This policy defines the UNC Interventional Radiology workflow for inpatient procedures that will be delayed and how to communicate to the primary teams.
The goal is to perform inpatient procedures in a timely, efficient fashion. Urgencies/emergencies and unexpected case delays makes predictable scheduling of inpatient cases difficult. Cases will sometimes be delayed due to medical reasons or room closures at the end of the day. The goal of this policy is to create a standardized method for communicating these scheduling changes to the primary team.
Medical Delay: A procedure is being delayed due to a change in patient status, need for additional pre-procedure work-up, and/or change in procedural plan.
Schedule Delay: A procedure is being delayed due to insufficient room availability.
Closed loop communication: Contact requiring response/acknowledgment of receipt and understanding.

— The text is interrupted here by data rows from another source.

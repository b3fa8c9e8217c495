//! ELF header decoding: byte order, identification and class layouts.

mod endian;
mod ident;
mod layout;

pub(crate) use layout::{MAX_EHDR_SIZE, MAX_SHDR_SIZE};

pub use endian::{Endian, bswap16, bswap32, bswap64};
pub use ident::{ElfClass, ElfIdent, IDENT_SIZE};
pub use layout::{Elf32, Elf64, ElfLayout, SectionExtent, SectionTable};
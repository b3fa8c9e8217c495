//! Byte sources the resolver can read from
//!
//! This module provides the [`ElfReader`] trait and its implementations for
//! in-memory images and files on disk, plus [`IntoElfReader`] so the entry
//! points accept paths, byte slices or ready-made readers alike.

#[cfg(feature = "std")]
pub use backend::ElfFile;
pub use backend::ElfBinary;
pub use traits::{ElfReader, IntoElfReader};

mod backend;
mod traits;
//! Closed frequency ranges.

use std::fmt;
use std::ops::Add;

use serde::{Deserialize, Serialize};

use crate::hz::Hz;

/// A closed range of frequencies, `low..=high`.
///
/// `low <= high` is expected but not enforced; inverted and zero-width
/// ranges can be built and simply contain nothing (or a single point).
/// [`Range::EMPTY`] (`0Hz->0Hz`) is what [`Range::intersection`] returns
/// when two ranges share no width.
#[derive(Debug, Clone, Copy, Default, PartialEq, Serialize, Deserialize)]
pub struct Range {
    /// Lowest frequency of the range.
    pub low: Hz,
    /// Highest frequency of the range.
    pub high: Hz,
}

impl Range {
    /// The canonical empty range, `0Hz->0Hz`.
    pub const EMPTY: Self = Self::new(Hz::ZERO, Hz::ZERO);

    #[inline]
    pub const fn new(low: Hz, high: Hz) -> Self {
        Self { low, high }
    }

    /// Check if a frequency is within this range (inclusive).
    #[inline]
    pub fn contains_frequency(&self, freq: Hz) -> bool {
        freq >= self.low && freq <= self.high
    }

    /// Shift both edges of the range by `freq`.
    ///
    /// Typically used to move a baseband channel (`-3kHz->3kHz`) to a
    /// carrier frequency. Same as `range + freq`.
    #[inline]
    pub fn shift(&self, freq: Hz) -> Self {
        Self::new(self.low + freq, self.high + freq)
    }

    /// Check if `other` lies entirely within this range.
    #[inline]
    pub fn contains_range(&self, other: &Range) -> bool {
        other.low >= self.low && other.high <= self.high
    }

    /// Check if another range overlaps with this one. Ranges that only touch
    /// at an edge overlap.
    #[inline]
    pub fn overlaps(&self, other: &Range) -> bool {
        self.low <= other.high && self.high >= other.low
    }

    /// Get the intersection with another range.
    ///
    /// Returns [`Range::EMPTY`] unless the overlap has non-zero width, so
    /// ranges that share only a single edge frequency do not intersect.
    ///
    /// # Example
    /// ```
    /// use rfband::{Hz, Range};
    ///
    /// let middle = Range::new(Hz::new(100.0), Hz::new(250.0));
    /// let left = Range::new(Hz::new(0.0), Hz::new(199.0));
    /// assert_eq!(middle.intersection(&left), Range::new(Hz::new(100.0), Hz::new(199.0)));
    ///
    /// let touching = Range::new(Hz::new(250.0), Hz::new(300.0));
    /// assert_eq!(middle.intersection(&touching), Range::EMPTY);
    /// ```
    pub fn intersection(&self, other: &Range) -> Self {
        let low = if other.low > self.low { other.low } else { self.low };
        let high = if other.high < self.high { other.high } else { self.high };

        if low >= high {
            return Self::EMPTY;
        }

        Self::new(low, high)
    }

    /// Get center frequency (perhaps to get the center of a channel to tune to).
    #[inline]
    pub fn center(&self) -> Hz {
        (self.high + self.low) / 2.0
    }

    /// Get the width of the range, `high - low`. Negative for inverted ranges.
    #[inline]
    pub fn width(&self) -> Hz {
        self.high - self.low
    }
}

impl Add<Hz> for Range {
    type Output = Range;

    #[inline]
    fn add(self, rhs: Hz) -> Self::Output {
        self.shift(rhs)
    }
}

impl From<(Hz, Hz)> for Range {
    fn from((low, high): (Hz, Hz)) -> Self {
        Self::new(low, high)
    }
}

impl fmt::Display for Range {
    fn fmt(&self, f: &mut fmt::Formatter<'_>) -> fmt::Result {
        write!(f, "{}->{}", self.low, self.high)
    }
}
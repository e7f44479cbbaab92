//! Frequency value type.

use std::fmt;
use std::ops::{Add, Div, Mul, Neg, Sub};
use std::str::FromStr;

use serde::{Deserialize, Serialize};

use crate::allocation::Allocation;
use crate::error::ParseError;
use crate::itu::ITU_BANDS;
use crate::parse::parse_hz;
use crate::si::SI_BANDS;
use crate::unit::Unit;

/// Speed of light in vacuum (m/s).
pub const SPEED_OF_LIGHT: f64 = 299_792_458.0;

/// A signed frequency, in cycles per second.
///
/// Formatting picks the largest unit that keeps the mantissa above 1
/// (`144.39MHz`, `1.44039GHz`, `-10Hz`) and parsing accepts the same form.
/// In serde formats the value is a single string token.
#[derive(Debug, Clone, Copy, Default, PartialEq, PartialOrd, Serialize, Deserialize)]
#[serde(try_from = "String", into = "String")]
pub struct Hz(f64);

/// One kilohertz, or 1,000 Hz.
pub const KHZ: Hz = Hz(1e3);

/// One megahertz, or 1,000,000 Hz.
pub const MHZ: Hz = Hz(1e6);

/// One gigahertz, or 1,000,000,000 Hz.
pub const GHZ: Hz = Hz(1e9);

/// One terahertz, or 1,000,000,000,000 Hz.
pub const THZ: Hz = Hz(1e12);

impl Hz {
    /// Zero Hz.
    pub const ZERO: Self = Self(0.0);

    /// Create from a raw number of Hz.
    #[inline]
    pub const fn new(hz: f64) -> Self {
        Self(hz)
    }

    /// Get value in Hz.
    #[inline]
    pub const fn as_hz(self) -> f64 {
        self.0
    }

    /// Get value in kHz.
    #[inline]
    pub fn as_khz(self) -> f64 {
        self.0 / KHZ.0
    }

    /// Get value in MHz.
    #[inline]
    pub fn as_mhz(self) -> f64 {
        self.0 / MHZ.0
    }

    /// Get value in GHz.
    #[inline]
    pub fn as_ghz(self) -> f64 {
        self.0 / GHZ.0
    }

    #[inline]
    pub fn abs(self) -> Self {
        Self(self.0.abs())
    }

    #[inline]
    pub fn is_negative(self) -> bool {
        self.0 < 0.0
    }

    /// Wavelength in meters.
    ///
    /// # Example
    /// ```
    /// use rfband::must_parse_hz;
    ///
    /// let wavelength = must_parse_hz("144.39MHz").wavelength();
    /// assert!((wavelength - 2.076268841332502).abs() < 1e-12);
    /// ```
    #[inline]
    pub fn wavelength(self) -> f64 {
        SPEED_OF_LIGHT / self.0
    }

    /// Frequency of a wave with the given wavelength in meters.
    #[inline]
    pub fn from_wavelength(meters: f64) -> Self {
        Self(SPEED_OF_LIGHT / meters)
    }

    /// SI band (KHz, MHz, GHz) this frequency falls in.
    pub fn si_band(self) -> Option<&'static Allocation> {
        SI_BANDS.first_containing(self)
    }

    /// Name of the SI band this frequency falls in, or `""` if none.
    pub fn si_band_name(self) -> &'static str {
        self.si_band().map(|band| band.name()).unwrap_or("")
    }

    /// ITU band (ELF through EHF) this frequency falls in.
    pub fn itu_band(self) -> Option<&'static Allocation> {
        ITU_BANDS.first_containing(self)
    }

    /// Name of the ITU band this frequency falls in, or `""` if none.
    pub fn itu_band_name(self) -> &'static str {
        self.itu_band().map(|band| band.name()).unwrap_or("")
    }
}

/// Parse a frequency, panicking on error.
///
/// Meant for hardcoded literals where a bad value is a programming error.
/// Use [`parse_hz`] for anything that comes from a user.
pub fn must_parse_hz(freq: &str) -> Hz {
    match parse_hz(freq) {
        Ok(hz) => hz,
        Err(e) => panic!("{}", e),
    }
}

impl fmt::Display for Hz {
    fn fmt(&self, f: &mut fmt::Formatter<'_>) -> fmt::Result {
        let sign = if self.is_negative() { "-" } else { "" };
        let mut frequency = self.0.abs();
        let mut steps = 0;

        // Stops at THz even if the mantissa is still above 1000
        while frequency > KHZ.0 && steps < Unit::ALL.len() - 1 {
            frequency /= KHZ.0;
            steps += 1;
        }

        f.pad(&format!("{}{}{}", sign, frequency, Unit::ALL[steps].suffix()))
    }
}

impl FromStr for Hz {
    type Err = ParseError;

    fn from_str(s: &str) -> Result<Self, Self::Err> {
        parse_hz(s)
    }
}

impl TryFrom<&str> for Hz {
    type Error = ParseError;

    fn try_from(value: &str) -> Result<Self, Self::Error> {
        parse_hz(value)
    }
}

impl TryFrom<String> for Hz {
    type Error = ParseError;

    fn try_from(value: String) -> Result<Self, Self::Error> {
        parse_hz(&value)
    }
}

impl From<Hz> for String {
    fn from(value: Hz) -> Self {
        value.to_string()
    }
}

impl From<Hz> for f64 {
    fn from(value: Hz) -> Self {
        value.0
    }
}

impl Add for Hz {
    type Output = Self;

    #[inline]
    fn add(self, rhs: Self) -> Self::Output {
        Self(self.0 + rhs.0)
    }
}

impl Sub for Hz {
    type Output = Self;

    #[inline]
    fn sub(self, rhs: Self) -> Self::Output {
        Self(self.0 - rhs.0)
    }
}

impl Neg for Hz {
    type Output = Self;

    #[inline]
    fn neg(self) -> Self::Output {
        Self(-self.0)
    }
}

impl Mul<f64> for Hz {
    type Output = Self;

    #[inline]
    fn mul(self, rhs: f64) -> Self::Output {
        Self(self.0 * rhs)
    }
}

impl Mul<Hz> for f64 {
    type Output = Hz;

    #[inline]
    fn mul(self, rhs: Hz) -> Self::Output {
        Hz(self * rhs.0)
    }
}

impl Div<f64> for Hz {
    type Output = Self;

    #[inline]
    fn div(self, rhs: f64) -> Self::Output {
        Self(self.0 / rhs)
    }
}

impl std::iter::Sum for Hz {
    fn sum<I: Iterator<Item = Self>>(iter: I) -> Self {
        iter.fold(Self::ZERO, Add::add)
    }
}

#[cfg(test)]
mod tests {
    use super::*;

    #[test]
    fn test_display_picks_unit() {
        assert_eq!(must_parse_hz("144.39MHz").to_string(), "144.39MHz");
        assert_eq!(must_parse_hz("1440.39MHz").to_string(), "1.44039GHz");
        assert_eq!(must_parse_hz("10KHz").to_string(), "10kHz");
        assert_eq!(Hz::new(10.0).to_string(), "10Hz");
        assert_eq!(Hz::new(2.5e12).to_string(), "2.5THz");
    }

    #[test]
    fn test_display_negative() {
        let freq = must_parse_hz("1440.39MHz");
        assert_eq!((-freq).to_string(), "-1.44039GHz");
        assert_eq!(Hz::new(-10.0).to_string(), "-10Hz");
    }

    #[test]
    fn test_display_boundaries() {
        // Exactly 1000 of a unit is not promoted
        assert_eq!(Hz::new(1000.0).to_string(), "1000Hz");
        assert_eq!(Hz::new(1001.0).to_string(), "1.001kHz");
        assert_eq!(Hz::new(1e9).to_string(), "1000MHz");
        assert_eq!(THZ.to_string(), "1000GHz");
        assert_eq!(Hz::ZERO.to_string(), "0Hz");
        assert_eq!(Hz::new(-0.0).to_string(), "0Hz");
        // Nothing above THz
        assert_eq!(Hz::new(5e15).to_string(), "5000THz");
    }

    #[test]
    fn test_display_padding() {
        assert_eq!(format!("{:>8}", Hz::new(10.0)), "    10Hz");
        assert_eq!(format!("{:<8}|", KHZ), "1000Hz  |");
    }

    #[test]
    fn test_round_trip() {
        for freq in ["144.39MHz", "1.44039GHz", "-10Hz", "10kHz", "7.074MHz", "2.4GHz", "1.5THz"] {
            let hz = must_parse_hz(freq);
            assert_eq!(hz.to_string(), freq);
            assert_eq!(must_parse_hz(&hz.to_string()), hz);
        }
    }

    #[test]
    fn test_from_str() {
        let freq: Hz = "144.39MHz".parse().unwrap();
        assert_eq!(freq, Hz::new(144_390_000.0));
        assert!("bogus".parse::<Hz>().is_err());
        assert_eq!(Hz::try_from("10kHz"), Ok(Hz::new(10_000.0)));
    }

    #[test]
    #[should_panic(expected = "unknown unit")]
    fn test_must_parse_panics() {
        must_parse_hz("10XHz");
    }

    #[test]
    fn test_arithmetic() {
        assert_eq!(KHZ + KHZ, Hz::new(2000.0));
        assert_eq!(MHZ - KHZ, Hz::new(999_000.0));
        assert_eq!(-KHZ * 3.0, Hz::new(-3000.0));
        assert_eq!(3.0 * KHZ, Hz::new(3000.0));
        assert_eq!(MHZ / 4.0, Hz::new(250_000.0));
        assert_eq!([KHZ, KHZ, MHZ].into_iter().sum::<Hz>(), Hz::new(1_002_000.0));
    }

    #[test]
    fn test_ordering() {
        assert!(KHZ < MHZ);
        assert!(-MHZ < KHZ);
        assert!(GHZ > MHZ * 999.0);
    }

    #[test]
    fn test_unit_accessors() {
        let freq = must_parse_hz("144.39MHz");
        assert!((freq.as_mhz() - 144.39).abs() < 1e-9);
        assert!((freq.as_khz() - 144_390.0).abs() < 1e-6);
        assert!((freq.as_ghz() - 0.14439).abs() < 1e-12);
        assert_eq!(f64::from(freq), 144_390_000.0);
    }

    #[test]
    fn test_wavelength() {
        let freq = must_parse_hz("144.39MHz");
        assert!((freq.wavelength() - 2.076268841332502).abs() < 1e-12);

        let back = Hz::from_wavelength(freq.wavelength());
        assert!((back.as_hz() - freq.as_hz()).abs() < 1e-3);
    }

    #[test]
    fn test_band_names() {
        let freq = must_parse_hz("144.39MHz");
        assert_eq!(freq.si_band_name(), "MHz");
        assert_eq!(freq.itu_band_name(), "VHF");

        assert_eq!(Hz::new(1.0).si_band_name(), "");
        assert_eq!(Hz::new(1.0).itu_band_name(), "");
        assert_eq!(Hz::new(-144e6).itu_band_name(), "");
        assert!(THZ.itu_band().is_none());
    }

    #[test]
    fn test_serde_json() {
        let json = serde_json::to_string(&must_parse_hz("144.39MHz")).unwrap();
        assert_eq!(json, "\"144.39MHz\"");

        let freq: Hz = serde_json::from_str("\"-1.44039GHz\"").unwrap();
        assert_eq!(freq, Hz::new(-1_440_390_000.0));

        // Raw numbers are not frequencies
        assert!(serde_json::from_str::<Hz>("144390000").is_err());

        let err = serde_json::from_str::<Hz>("\"10XHz\"").unwrap_err();
        assert!(err.to_string().contains("unknown unit"));
    }

    #[test]
    fn test_serde_toml() {
        #[derive(Debug, Serialize, Deserialize, PartialEq)]
        struct Station {
            name: String,
            frequency: Hz,
        }

        let station: Station = toml::from_str("name = \"APRS\"\nfrequency = \"144.39MHz\"\n").unwrap();
        assert_eq!(station.frequency, Hz::new(144_390_000.0));

        let out = toml::to_string(&station).unwrap();
        assert!(out.contains("frequency = \"144.39MHz\""));
    }
}
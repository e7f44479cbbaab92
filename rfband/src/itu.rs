//! ITU radio bands, ELF through EHF.
//!
//! Each band starts on a decade boundary (3Hz, 30Hz, ... 30GHz) and ends
//! 1Hz below the next one, so the table is contiguous and non-overlapping
//! from 3Hz up to 300GHz - 1Hz.

use crate::allocation::{Allocation, Allocations};
use crate::hz::Hz;
use crate::range::Range;

const ITU_ELF: Hz = Hz::new(3.0);
const ITU_SLF: Hz = Hz::new(3e1);
const ITU_ULF: Hz = Hz::new(3e2);
const ITU_VLF: Hz = Hz::new(3e3);
const ITU_LF: Hz = Hz::new(3e4);
const ITU_MF: Hz = Hz::new(3e5);
const ITU_HF: Hz = Hz::new(3e6);
const ITU_VHF: Hz = Hz::new(3e7);
const ITU_UHF: Hz = Hz::new(3e8);
const ITU_SHF: Hz = Hz::new(3e9);
const ITU_EHF: Hz = Hz::new(3e10);
const ITU_THF: Hz = Hz::new(3e11);

/// Extremely Low Frequency, 3Hz to 30Hz.
pub const ELF_BAND: Allocation =
    Allocation::new("ELF", Range::new(ITU_ELF, Hz::new(ITU_SLF.as_hz() - 1.0)));

/// Super Low Frequency, 30Hz to 300Hz.
pub const SLF_BAND: Allocation =
    Allocation::new("SLF", Range::new(ITU_SLF, Hz::new(ITU_ULF.as_hz() - 1.0)));

/// Ultra Low Frequency, 300Hz to 3kHz.
pub const ULF_BAND: Allocation =
    Allocation::new("ULF", Range::new(ITU_ULF, Hz::new(ITU_VLF.as_hz() - 1.0)));

/// Very Low Frequency, 3kHz to 30kHz.
/// Submarine communication, time signals.
pub const VLF_BAND: Allocation =
    Allocation::new("VLF", Range::new(ITU_VLF, Hz::new(ITU_LF.as_hz() - 1.0)));

/// Low Frequency, 30kHz to 300kHz.
/// NDB beacons, longwave broadcast.
pub const LF_BAND: Allocation =
    Allocation::new("LF", Range::new(ITU_LF, Hz::new(ITU_MF.as_hz() - 1.0)));

/// Medium Frequency, 300kHz to 3MHz.
/// AM broadcast, maritime.
pub const MF_BAND: Allocation =
    Allocation::new("MF", Range::new(ITU_MF, Hz::new(ITU_HF.as_hz() - 1.0)));

/// High Frequency, 3MHz to 30MHz.
/// Shortwave, amateur, aviation.
pub const HF_BAND: Allocation =
    Allocation::new("HF", Range::new(ITU_HF, Hz::new(ITU_VHF.as_hz() - 1.0)));

/// Very High Frequency, 30MHz to 300MHz.
/// FM broadcast, aviation, amateur 2m.
pub const VHF_BAND: Allocation =
    Allocation::new("VHF", Range::new(ITU_VHF, Hz::new(ITU_UHF.as_hz() - 1.0)));

/// Ultra High Frequency, 300MHz to 3GHz.
/// Terrestrial TV, cellular, WiFi, GPS.
pub const UHF_BAND: Allocation =
    Allocation::new("UHF", Range::new(ITU_UHF, Hz::new(ITU_SHF.as_hz() - 1.0)));

/// Super High Frequency, 3GHz to 30GHz.
/// Satellite broadcast, radar, microwave links.
pub const SHF_BAND: Allocation =
    Allocation::new("SHF", Range::new(ITU_SHF, Hz::new(ITU_EHF.as_hz() - 1.0)));

/// Extremely High Frequency, 30GHz to 300GHz.
pub const EHF_BAND: Allocation =
    Allocation::new("EHF", Range::new(ITU_EHF, Hz::new(ITU_THF.as_hz() - 1.0)));

static ITU_TABLE: [Allocation; 11] = [
    ELF_BAND, SLF_BAND, ULF_BAND, VLF_BAND, LF_BAND, MF_BAND, HF_BAND, VHF_BAND, UHF_BAND,
    SHF_BAND, EHF_BAND,
];

/// All the ITU allocated RF bands, lowest first.
///
/// Likely most useful to amateur radio applications, where the ITU names
/// are used frequently.
pub static ITU_BANDS: Allocations = Allocations::from_static(&ITU_TABLE);
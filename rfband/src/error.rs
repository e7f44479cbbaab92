//! Error types for frequency parsing.

use thiserror::Error;

/// Errors returned when a string cannot be read as a frequency.
#[derive(Error, Debug, Clone, PartialEq, Eq)]
pub enum ParseError {
    /// Input does not have the `[sign]mantissa unit` shape, or the mantissa
    /// is not a number. Carries the whole input.
    #[error("invalid frequency: {0:?}")]
    InvalidFrequency(String),

    /// Input has the right shape but the unit is not one of
    /// Hz, KHz, MHz, GHz or THz. Carries the unit text.
    #[error("unknown unit: {0:?}")]
    UnknownUnit(String),
}

impl ParseError {
    /// Returns true if the error was caused by the unit suffix.
    pub fn is_unknown_unit(&self) -> bool {
        matches!(self, ParseError::UnknownUnit(_))
    }
}
//! Report rendering for the table, JSON and CSV output formats.

use colored::Colorize;
use serde::Serialize;

use crate::commands::{BandRow, FrequencyReport, LookupReport, RangeReport};
use crate::context::OutputFormat;

/// A report that can be laid out as rows and columns.
pub(crate) trait Tabular {
    fn headers(&self) -> &'static [&'static str];
    fn rows(&self) -> Vec<Vec<String>>;
}

/// Render `report` in `format`. Only JSON serialization can fail.
pub(crate) fn render<T>(format: OutputFormat, report: &T) -> Result<String, serde_json::Error>
where
    T: Tabular + Serialize + ?Sized,
{
    match format {
        OutputFormat::Table => Ok(render_table(report.headers(), &report.rows())),
        OutputFormat::Json => serde_json::to_string_pretty(report),
        OutputFormat::Csv => Ok(render_csv(report.headers(), &report.rows())),
    }
}

fn render_table(headers: &[&str], rows: &[Vec<String>]) -> String {
    if rows.is_empty() {
        return "No results found.".to_string();
    }

    let cell = |value: &str| if value.is_empty() { "-".to_string() } else { value.to_string() };

    let mut widths: Vec<usize> = headers.iter().map(|h| h.len()).collect();
    for row in rows {
        for (width, value) in widths.iter_mut().zip(row) {
            *width = (*width).max(cell(value.as_str()).chars().count());
        }
    }

    let line = |values: Vec<String>| {
        values
            .iter()
            .zip(&widths)
            .map(|(value, width)| format!("{:<width$}", value, width = *width))
            .collect::<Vec<_>>()
            .join(" ")
            .trim_end()
            .to_string()
    };

    let mut out = Vec::with_capacity(rows.len() + 2);
    let header = line(headers.iter().map(|h| h.to_uppercase()).collect());
    let rule = "-".repeat(header.len());
    out.push(header.bold().to_string());
    out.push(rule);
    for row in rows {
        out.push(line(row.iter().map(|value| cell(value.as_str())).collect()));
    }
    out.join("\n")
}

fn csv_field(value: &str) -> String {
    if value.contains([',', '"', '\n', '\r']) {
        format!("\"{}\"", value.replace('"', "\"\""))
    } else {
        value.to_string()
    }
}

fn render_csv(headers: &[&str], rows: &[Vec<String>]) -> String {
    let mut out = vec![headers.join(",")];
    for row in rows {
        out.push(row.iter().map(|v| csv_field(v)).collect::<Vec<_>>().join(","));
    }
    out.join("\n")
}

impl Tabular for [FrequencyReport] {
    fn headers(&self) -> &'static [&'static str] {
        &["frequency", "hz", "si_band", "itu_band", "wavelength_m"]
    }

    fn rows(&self) -> Vec<Vec<String>> {
        self.iter()
            .map(|r| {
                vec![
                    r.frequency.to_string(),
                    r.hz.to_string(),
                    r.si_band.unwrap_or_default().to_string(),
                    r.itu_band.unwrap_or_default().to_string(),
                    r.wavelength_m.to_string(),
                ]
            })
            .collect()
    }
}

impl Tabular for [BandRow] {
    fn headers(&self) -> &'static [&'static str] {
        &["table", "name", "low", "high", "width"]
    }

    fn rows(&self) -> Vec<Vec<String>> {
        self.iter()
            .map(|r| {
                vec![
                    r.table.to_string(),
                    r.name.clone(),
                    r.low.to_string(),
                    r.high.to_string(),
                    r.width.to_string(),
                ]
            })
            .collect()
    }
}

impl Tabular for LookupReport {
    fn headers(&self) -> &'static [&'static str] {
        &["frequency", "table", "name", "low", "high"]
    }

    fn rows(&self) -> Vec<Vec<String>> {
        self.matches
            .iter()
            .map(|r| {
                vec![
                    self.frequency.to_string(),
                    r.table.to_string(),
                    r.name.clone(),
                    r.low.to_string(),
                    r.high.to_string(),
                ]
            })
            .collect()
    }
}

impl Tabular for RangeReport {
    fn headers(&self) -> &'static [&'static str] {
        &["field", "value"]
    }

    fn rows(&self) -> Vec<Vec<String>> {
        let mut rows = vec![
            vec!["range".to_string(), self.range.to_string()],
            vec![
                "shift".to_string(),
                self.shift.map(|s| s.to_string()).unwrap_or_default(),
            ],
            vec!["center".to_string(), self.center.to_string()],
            vec!["width".to_string(), self.width.to_string()],
            vec!["itu_bands".to_string(), self.itu_bands.join(" ")],
        ];

        if let Some(cmp) = &self.against {
            rows.extend([
                vec!["against".to_string(), cmp.other.to_string()],
                vec!["contains".to_string(), cmp.contains.to_string()],
                vec!["contained_by".to_string(), cmp.contained_by.to_string()],
                vec!["overlaps".to_string(), cmp.overlaps.to_string()],
                vec!["intersection".to_string(), cmp.intersection.to_string()],
            ]);
        }
        rows
    }
}

#[cfg(test)]
mod tests {
    use super::*;
    use crate::commands::{list_bands, lookup, parse_report, range_report};
    use crate::context::TableChoice;
    use rfband::{must_parse_hz, Allocations, Range};

    #[test]
    fn test_table_frequencies() {
        colored::control::set_override(false);

        let reports = vec![
            parse_report(must_parse_hz("144.39MHz")),
            parse_report(must_parse_hz("1Hz")),
        ];
        let out = render(OutputFormat::Table, reports.as_slice()).unwrap();
        let lines: Vec<&str> = out.lines().collect();

        assert_eq!(lines.len(), 4);
        assert!(lines[0].starts_with("FREQUENCY"), "{out}");
        assert!(lines[1].chars().all(|c| c == '-'));
        assert!(lines[2].starts_with("144.39MHz"));
        assert!(lines[2].contains("VHF"));
        // Missing bands render as a dash
        assert!(lines[3].starts_with("1Hz"));
        assert!(lines[3].contains(" - "));
    }

    #[test]
    fn test_table_empty() {
        let report = lookup(must_parse_hz("-5Hz"), &Allocations::default());
        assert_eq!(
            render(OutputFormat::Table, &report).unwrap(),
            "No results found."
        );
    }

    #[test]
    fn test_csv_bands() {
        let rows = list_bands(TableChoice::Si, &Allocations::default());
        let out = render(OutputFormat::Csv, rows.as_slice()).unwrap();
        let lines: Vec<&str> = out.lines().collect();
        assert_eq!(lines[0], "table,name,low,high,width");
        assert_eq!(lines[1], "si,KHz,1000Hz,999.999kHz,998.999kHz");
        assert_eq!(lines.len(), 4);
    }

    #[test]
    fn test_csv_quoting() {
        assert_eq!(csv_field("plain"), "plain");
        assert_eq!(csv_field("a,b"), "\"a,b\"");
        assert_eq!(csv_field("say \"hi\""), "\"say \"\"hi\"\"\"");
        assert_eq!(csv_field("two\nlines"), "\"two\nlines\"");
        assert_eq!(csv_field("cr\rlf"), "\"cr\rlf\"");
    }

    #[test]
    fn test_json_lookup() {
        let report = lookup(must_parse_hz("7.074MHz"), &Allocations::default());
        let out = render(OutputFormat::Json, &report).unwrap();
        let value: serde_json::Value = serde_json::from_str(&out).unwrap();

        assert_eq!(value["frequency"], "7.074MHz");
        assert_eq!(value["matches"][0]["table"], "si");
        assert_eq!(value["matches"][0]["name"], "MHz");
        assert_eq!(value["matches"][1]["name"], "HF");
        assert_eq!(value["matches"][1]["low"], "3MHz");
    }

    #[test]
    fn test_range_rows() {
        let report = range_report(
            must_parse_hz("144MHz"),
            must_parse_hz("148MHz"),
            None,
            Some(Range::new(must_parse_hz("146MHz"), must_parse_hz("150MHz"))),
        );
        let out = render(OutputFormat::Csv, &report).unwrap();

        assert!(out.contains("range,144MHz->148MHz"), "{out}");
        assert!(out.contains("shift,\n"), "{out}");
        assert!(out.contains("center,146MHz"), "{out}");
        assert!(out.contains("overlaps,true"), "{out}");
        assert!(out.contains("intersection,146MHz->148MHz"), "{out}");
    }
}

Non-closed loop communication: Contact not requiring acknowledgment (ie page without a call back needed)
A. Medical Delay
It is the responsibility of the Interventional Radiology procedure/consult team to:
Contact the primary team with closed-loop communication explaining the delay and steps needed prior to performing the procedure
Document change and plan in EPIC with a progress note
B. Schedule Delay
It is the responsibility of the Interventional Radiology charge nurse/board runner to:
Contact the primary team intern with non-closed loop communication that the procedure will not occur this day, the patient may eat, and we will attempt to perform the procedure the following day.
Contact the patient’s nurse and notify them that the procedure will not occur this day so the patient may eat, and we will attempt to perform the procedure the following day.